When to Fire an Employee

One of the most difficult and anxiety inducing problems business owners eventually have to face is firing an employee. In most small businesses, you’ve worked long hours with the team member who you’re having to tell isn’t a good fit with your company, making the conversation and the aftermath even more difficult. You’re about to make a decision that will not only change the way that one employee thinks of you, but influence the way the rest of your employees think of you. Your company trusts and needs you to make wise decisions when hiring and firing. If a person isn’t a good fit culturally or not carrying their own weight, as a leader your company relies on you to be courageous enough to make that decision to let them go as quickly, wisely, and respectfully as possible.

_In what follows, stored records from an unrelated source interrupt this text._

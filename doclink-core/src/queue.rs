//! Durable, ordered queue of writes that could not be delivered.
//!
//! A write lands here only when its request failed to reach the service. The queue persists
//! it, hands the caller a [`PendingWrite`] and replays it once connectivity returns. Replays go
//! through the same token, dispatch and classification path as a fresh write, so a replay may
//! end in any server outcome, not only a connectivity one.
//!
//! # Ordering
//!
//! Writes sharing an ordering key (the resource the write lands on) replay strictly in
//! submission order: a transport failure stops that chain until the next drain, and nothing
//! behind it may overtake it. Chains for different keys are independent and replay
//! concurrently.

use async_trait::async_trait;
use bson::{de::deserialize_from_bson, ser::serialize_to_bson};
use chrono::{DateTime, Utc};
use futures::future::join_all;
use mea::mutex::Mutex;
use serde::{Deserialize, Serialize, de::DeserializeOwned};
use serde_json::Value;
use std::{
    collections::{BTreeMap, HashMap},
    future::Future,
    marker::PhantomData,
    pin::Pin,
    sync::atomic::{AtomicBool, Ordering},
    task::{Context, Poll},
};
use tokio::sync::oneshot;
use tracing::{debug, info, warn};
use uuid::Uuid;

use crate::{
    address::Target,
    error::{AccessError, AccessResult},
    persist::{Namespace, SharedStore},
    resource::ResourceResponse,
};

/// The kind of write being replayed.
#[derive(Debug, Clone, Copy, PartialEq, Eq, Hash, Serialize, Deserialize)]
#[serde(rename_all = "snake_case")]
pub enum WriteKind {
    Create,
    Replace,
    Delete,
}

/// A write waiting for connectivity.
#[derive(Debug, Clone, PartialEq, Serialize, Deserialize)]
pub struct QueuedWrite {
    pub id: Uuid,
    pub sequence: i64,
    pub kind: WriteKind,
    pub target: Target,
    /// Storage key of the resource the write lands on; writes sharing it replay in order.
    pub ordering_key: String,
    /// Serialized JSON body, absent for deletes.
    pub body: Option<String>,
    pub headers: Vec<(String, String)>,
    pub enqueued_at: DateTime<Utc>,
    pub attempt_count: u32,
}

impl QueuedWrite {
    /// Creates an unsequenced write; the queue assigns the sequence on enqueue.
    pub fn new(
        kind: WriteKind,
        target: Target,
        ordering_key: impl Into<String>,
        body: Option<&Value>,
        headers: Vec<(String, String)>,
    ) -> AccessResult<Self> {
        Ok(Self {
            id: Uuid::new_v4(),
            sequence: 0,
            kind,
            target,
            ordering_key: ordering_key.into(),
            body: body.map(serde_json::to_string).transpose()?,
            headers,
            enqueued_at: Utc::now(),
            attempt_count: 0,
        })
    }

    /// The body parsed back into JSON.
    pub fn body_value(&self) -> AccessResult<Option<Value>> {
        Ok(self.body.as_deref().map(serde_json::from_str).transpose()?)
    }
}

type Delivery = AccessResult<ResourceResponse<Value>>;

/// Completion handle of a queued write. Resolves exactly once, when the write's replay
/// resolves.
#[derive(Debug)]
pub struct PendingWrite<T = Value> {
    id: Uuid,
    receiver: oneshot::Receiver<Delivery>,
    _marker: PhantomData<fn() -> T>,
}

impl<T> PendingWrite<T> {
    pub fn id(&self) -> Uuid {
        self.id
    }

    /// Reinterprets the eventual resource as `U`.
    pub fn typed<U>(self) -> PendingWrite<U> {
        PendingWrite {
            id: self.id,
            receiver: self.receiver,
            _marker: PhantomData,
        }
    }
}

impl<T: DeserializeOwned> Future for PendingWrite<T> {
    type Output = AccessResult<ResourceResponse<T>>;

    fn poll(mut self: Pin<&mut Self>, cx: &mut Context<'_>) -> Poll<Self::Output> {
        Pin::new(&mut self.receiver).poll(cx).map(|delivery| {
            delivery
                .unwrap_or_else(|_| {
                    Err(AccessError::Unknown(
                        "write queue dropped before the write was delivered".into(),
                    ))
                })
                .and_then(ResourceResponse::into_typed)
        })
    }
}

/// Replays a queued write through the full request path.
///
/// Implemented by the request dispatcher. A replay must not enqueue the write again on
/// transport failure; it reports the failure and the queue keeps the entry.
#[async_trait]
pub trait WriteReplayer: Send + Sync {
    async fn replay(&self, write: &QueuedWrite) -> Delivery;

    /// Whether another pass is worth starting right away.
    fn is_connected(&self) -> bool {
        true
    }
}

/// What one drain accomplished.
#[derive(Debug, Clone, Default, PartialEq, Eq)]
pub struct DrainReport {
    /// Writes the service accepted.
    pub delivered: usize,
    /// Writes the service rejected; they were removed and their callers notified.
    pub rejected: usize,
    /// Writes that failed to reach the service again and remain queued.
    pub deferred: usize,
    /// Another drain was already in progress, nothing was done.
    pub already_running: bool,
}

#[derive(Debug, Default)]
struct QueueState {
    entries: BTreeMap<i64, QueuedWrite>,
    completions: HashMap<Uuid, oneshot::Sender<Delivery>>,
    next_sequence: i64,
}

#[derive(Debug)]
pub struct WriteReplayQueue {
    store: SharedStore,
    namespace: Namespace,
    state: Mutex<QueueState>,
    draining: AtomicBool,
    /// Set by drains refused while another ran and by writes queued during a drain.
    rerun: AtomicBool,
}

fn sequence_key(sequence: i64) -> String {
    format!("{sequence:020}")
}

/// Clears the drain flag when a drain finishes, whichever way it exits.
struct DrainGuard<'a>(&'a AtomicBool);

impl Drop for DrainGuard<'_> {
    fn drop(&mut self) {
        self.0.store(false, Ordering::SeqCst);
    }
}

enum ChainStep {
    Delivered,
    Rejected,
    Deferred,
}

The fact is, there shouldn’t be a situation where the employee already doesn’t know they’re about to be fired. They either know they’ve been consistently slacking and not meeting their goals, which you’ve been communicated to them in regular meetings. Or they know they’ve made rude verbal remarks that are against company policy. Whatever the reason is, they shouldn’t be surprised by the decision to let them go. When the time comes, it shouldn’t be an hour long conversation with the employee. It should be a very brief meeting where you let them know simply that you are letting them go and let them know the separation process for any severance or returning company property.

The key here is to be respectful, let them know you appreciate everything they’ve done and that your decision is final. This is not time for a discussion, the decision has been made. They shouldn’t leave that meeting thinking they’ve been wronged or insulted or that they can change your mind. They should understand that the next step for them is to move on and find somewhere else where they can invest themselves and grow.

Once the meeting is over, you need to take the time to speak to the rest of your employees of the decision. They need to hear it from you and informed of their job security. You should not go into details of why the team member was let go, but addressing the issue directly will prevent rumors and help other team members going forward to avoid certain behaviors. Within small companies, everyone spends at least 40 hours a week together. They have developed deep friendships with each other and care about their coworkers lives outside of work. You are making a decision that affects the rest of your employees and their future relationship with the individual. Even though it might be difficult, it’s incumbent on you to be transparent about the decision. The more clear you are, the more they’ll have more confidence in you as a leader. You want them to respect you, not fear you, so ask them to come speak to you personally if they have any questions or concerns.

Being patient and thoughtful in this decision exemplifies your character. It proves to your peers and employees that you have what it takes to run a company. It exemplifies your generosity as well if you take the extra step and help the employee in question find another job that they’re better suited for. By being wise during this time, you are proving to your current employees that you care and respect their humanity and contributions to the team.

Taking this step is extremely beneficial for your company and the rest of your employees. It allows you to cultivate an ambitious, hard-working, and optimistic culture that remains committed to a vision. By making this courageous decision to “prune the tree,” you’re allowing the rest of the company to grow faster, stronger, and healthier. By letting the employee go, you’re essentially making a public statement about type of employee you’re willing to hire and invest in. The rest of your current employees will notice this too and start taking the initiative to set the necessary goals for themselves.

While you’re reading this, you’re might be thinking about a certain employee that fits this description. They’re either slacking, not engaged, or disrespecting or disrupting other employees productivity. You’ve thought for multiple months if they’re a good fit for the company or if they’re currently happy in their position. I don’t want this to make you excited to let an employee go, but more to encourage you to do what is necessary when that time will eventually come. When it does and you’ve set your mind to let an employee go, I want you to feel comfortable and confident in your decision.

There is light on the other side. Your day-to-day life will become easier and both you and the previous employee will grow and learn from the situation. Afterwards you’ll feel better and your company will perform stronger. Be confident through the process and trust your decision. You will be proud of yourself and your other employees will respect you more for it.